Luara Nascimento sentiu seu coração estremecer ao ouvir aquelas palavras.
Sempre tinha a impressão de que cada frase de Júlia Nascimento era uma armadilha.
Os anos de vida errante haviam transformado profundamente sua personalidade.
Sua habilidade de planejar e manipular situações era simplesmente insuperável.
Bastava um descuido, e ela poderia facilmente cair em uma das armadilhas de Júlia.
Júlia Nascimento pegou um guardanapo, enxugou as mãos e o amassou antes de lançá-lo no lixo. O movimento desenhou uma parábola perfeita no ar, e, no instante em que o papel caiu, a porta do banheiro se abriu.
Nádia Viana apareceu na entrada, usando um vestido longo de alças verde-escuro.
Sua pele, iluminada sob a luz especial do Brisa Verde, parecia impecável, branca como porcelana.
Comparada à recém-chegada do trabalho, Luara Nascimento, Nádia exalava uma elegância típica de quem nasceu em berço de ouro.
E esse ar de deslumbramento e sofisticação era exatamente o tipo que Sérgio Rocha apreciava.
Ele não gostava justamente desse tipo de mulher com jeito de princesa?
Ao ver Júlia Nascimento, Nádia Viana ficou surpresa por um breve instante.
Subitamente, lembrou-se da mão de Cesar Viana.
Quando estava quase cruzando o caminho de Júlia, segurou firme seu braço, o olhar descrente pousando sobre as pernas dela:
— Suas pernas... estão boas de novo?
— E daí? — Júlia afastou suavemente os dedos dela. — Srta. Viana, é tão difícil aceitar que eu esteja recuperada?
— Suas pernas estão bem, mas o braço do meu irmão dói terrivelmente toda vez que chove.
— Então? Se sente tanta pena dele, talvez devesse sacrificar uma das suas mãos para sentir o que ele sente. — O olhar de Júlia pousou friamente sobre o braço de Nádia.

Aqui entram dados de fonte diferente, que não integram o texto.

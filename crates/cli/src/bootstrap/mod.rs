use ferrous_forward_domain::{Config, LoggingConfig};
use tracing_subscriber::EnvFilter;

/// Loads and validates the configuration, applying command-line overrides.
pub fn load_config(path: Option<&str>, log_level: Option<&str>) -> anyhow::Result<Config> {
    let mut config = Config::load(path)?;
    if let Some(level) = log_level {
        config.logging.level = level.to_string();
    }
    Ok(config)
}

/// `RUST_LOG` wins over the configured level.
pub fn init_logging(logging: &LoggingConfig) {
    let filter = EnvFilter::try_from_default_env()
        .or_else(|_| EnvFilter::try_new(&logging.level))
        .unwrap_or_else(|_| EnvFilter::new("info"));

    let builder = tracing_subscriber::fmt()
        .with_env_filter(filter)
        .with_target(false);

    let result = if logging.json {
        builder.json().try_init()
    } else {
        builder.try_init()
    };
    if let Err(e) = result {
        eprintln!("Logging already initialised: {}", e);
    }
}

#[cfg(test)]
mod tests {
    use super::*;
    use std::io::Write;

    #[test]
    fn test_log_level_override() {
        let mut file = tempfile::NamedTempFile::new().unwrap();
        write!(
            file,
            "[logging]\nlevel = \"warn\"\n\n[[upstreams]]\ntag = \"a\"\ntype = \"udp\"\naddress = \"127.0.0.1:53\"\n"
        )
        .unwrap();
        let path = file.path().to_str().unwrap();

        let config = load_config(Some(path), None).unwrap();
        assert_eq!(config.logging.level, "warn");

        let config = load_config(Some(path), Some("trace")).unwrap();
        assert_eq!(config.logging.level, "trace");
    }

    #[test]
    fn test_missing_file_is_error() {
        assert!(load_config(Some("/nonexistent/ferrous-forward.toml"), None).is_err());
    }
}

Assustada, Nádia sentiu os dedos tremerem ao lado do corpo.
Com aquela mulher, tudo era possível.
Júlia soltou um sorriso leve, mexendo de leve os dedos, e, com o olhar baixo, lançou um olhar na direção do banheiro, as pálpebras se erguendo suavemente:
— Três anos se passaram, e a Srta. Viana continua tão ingênua como sempre!
Júlia se aproximou dela, falando em um tom que só as duas podiam ouvir:
— Sua inimiga nunca fui eu.
No exato momento em que as palavras ecoaram, a porta do banheiro foi aberta.